PROMPT: Below, find each line holding "root" and state how many there are, using the number alone.

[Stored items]
+--
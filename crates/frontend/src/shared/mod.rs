pub mod dom;
pub mod environment;
pub mod icons;
pub mod images;
pub mod storage;
pub mod styles;
pub mod theme;
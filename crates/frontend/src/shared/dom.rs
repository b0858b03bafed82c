//! Thin web-sys helpers shared by the page controllers.

use wasm_bindgen::convert::FromWasmAbi;
use wasm_bindgen::prelude::*;
use wasm_bindgen::JsCast;
use web_sys::{Document, Element, EventTarget, HtmlElement, Window};

pub fn window() -> Result<Window, JsValue> {
    web_sys::window().ok_or_else(|| JsValue::from_str("No window object"))
}

pub fn document() -> Result<Document, JsValue> {
    window()?
        .document()
        .ok_or_else(|| JsValue::from_str("No document object"))
}

pub fn body() -> Result<HtmlElement, JsValue> {
    document()?
        .body()
        .ok_or_else(|| JsValue::from_str("No <body> element found"))
}

/// `getElementById` cast to `HtmlElement`.
pub fn html_element_by_id(document: &Document, id: &str) -> Option<HtmlElement> {
    document
        .get_element_by_id(id)
        .and_then(|el| el.dyn_into::<HtmlElement>().ok())
}

/// All elements matching `selector`, in document order.
pub fn query_all(root: &Document, selector: &str) -> Result<Vec<Element>, JsValue> {
    let nodes = root.query_selector_all(selector)?;
    let mut elements = Vec::with_capacity(nodes.length() as usize);
    for i in 0..nodes.length() {
        if let Some(element) = nodes.get(i).and_then(|n| n.dyn_into::<Element>().ok()) {
            elements.push(element);
        }
    }
    Ok(elements)
}

/// Add or remove a document-wide class on `<body>`.
pub fn set_body_class(class: &str, enabled: bool) {
    match body() {
        Ok(body) => {
            let _ = body.class_list().toggle_with_force(class, enabled);
        }
        Err(e) => log::warn!("Cannot set body class '{}': {:?}", class, e),
    }
}

pub fn set_visible(element: &HtmlElement, visible: bool) {
    let _ = element
        .style()
        .set_property("display", if visible { "block" } else { "none" });
}

/// Attach `handler` to `target` for the lifetime of the page.
pub fn listen<E>(
    target: &EventTarget,
    event: &str,
    handler: impl FnMut(E) + 'static,
) -> Result<(), JsValue>
where
    E: FromWasmAbi + 'static,
{
    let closure = Closure::<dyn FnMut(E)>::new(handler);
    target.add_event_listener_with_callback(event, closure.as_ref().unchecked_ref())?;
    // Page-lifetime listener, never removed.
    closure.forget();
    Ok(())
}

/// Create an element with a class name and optional text content.
pub fn create_with_text(
    document: &Document,
    tag: &str,
    class: &str,
    text: Option<&str>,
) -> Result<Element, JsValue> {
    let element = document.create_element(tag)?;
    if !class.is_empty() {
        element.set_class_name(class);
    }
    if text.is_some() {
        element.set_text_content(text);
    }
    Ok(element)
}
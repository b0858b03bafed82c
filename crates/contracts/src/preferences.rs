/// UI preferences persisted in the browser key-value store.
#[derive(Debug, Clone, Copy, PartialEq, Eq)]
pub enum PreferenceKey {
    DarkMode,
    SidebarCollapsed,
}

impl PreferenceKey {
    /// Storage key. Values are stored as `"true"` / `"false"`.
    pub fn as_str(&self) -> &'static str {
        match self {
            PreferenceKey::DarkMode => "darkMode",
            PreferenceKey::SidebarCollapsed => "sidebarCollapsed",
        }
    }

    /// Class set on `<body>` while the preference is on.
    pub fn body_class(&self) -> &'static str {
        match self {
            PreferenceKey::DarkMode => "dark-mode",
            PreferenceKey::SidebarCollapsed => "sidebar-collapsed",
        }
    }
}

pub fn encode_bool(value: bool) -> &'static str {
    if value {
        "true"
    } else {
        "false"
    }
}

/// Anything other than the literal `"true"` reads as `false`.
pub fn decode_bool(raw: Option<&str>) -> bool {
    matches!(raw, Some("true"))
}

#[cfg(test)]
mod tests {
    use super::*;

    #[test]
    fn decode_defaults_to_false() {
        assert!(!decode_bool(None));
        assert!(!decode_bool(Some("")));
        assert!(!decode_bool(Some("TRUE")));
        assert!(!decode_bool(Some("1")));
        assert!(decode_bool(Some("true")));
    }

    #[test]
    fn keys_match_storage_contract() {
        assert_eq!(PreferenceKey::DarkMode.as_str(), "darkMode");
        assert_eq!(PreferenceKey::SidebarCollapsed.as_str(), "sidebarCollapsed");
    }
}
+--
SOLVED EXERCISE: 2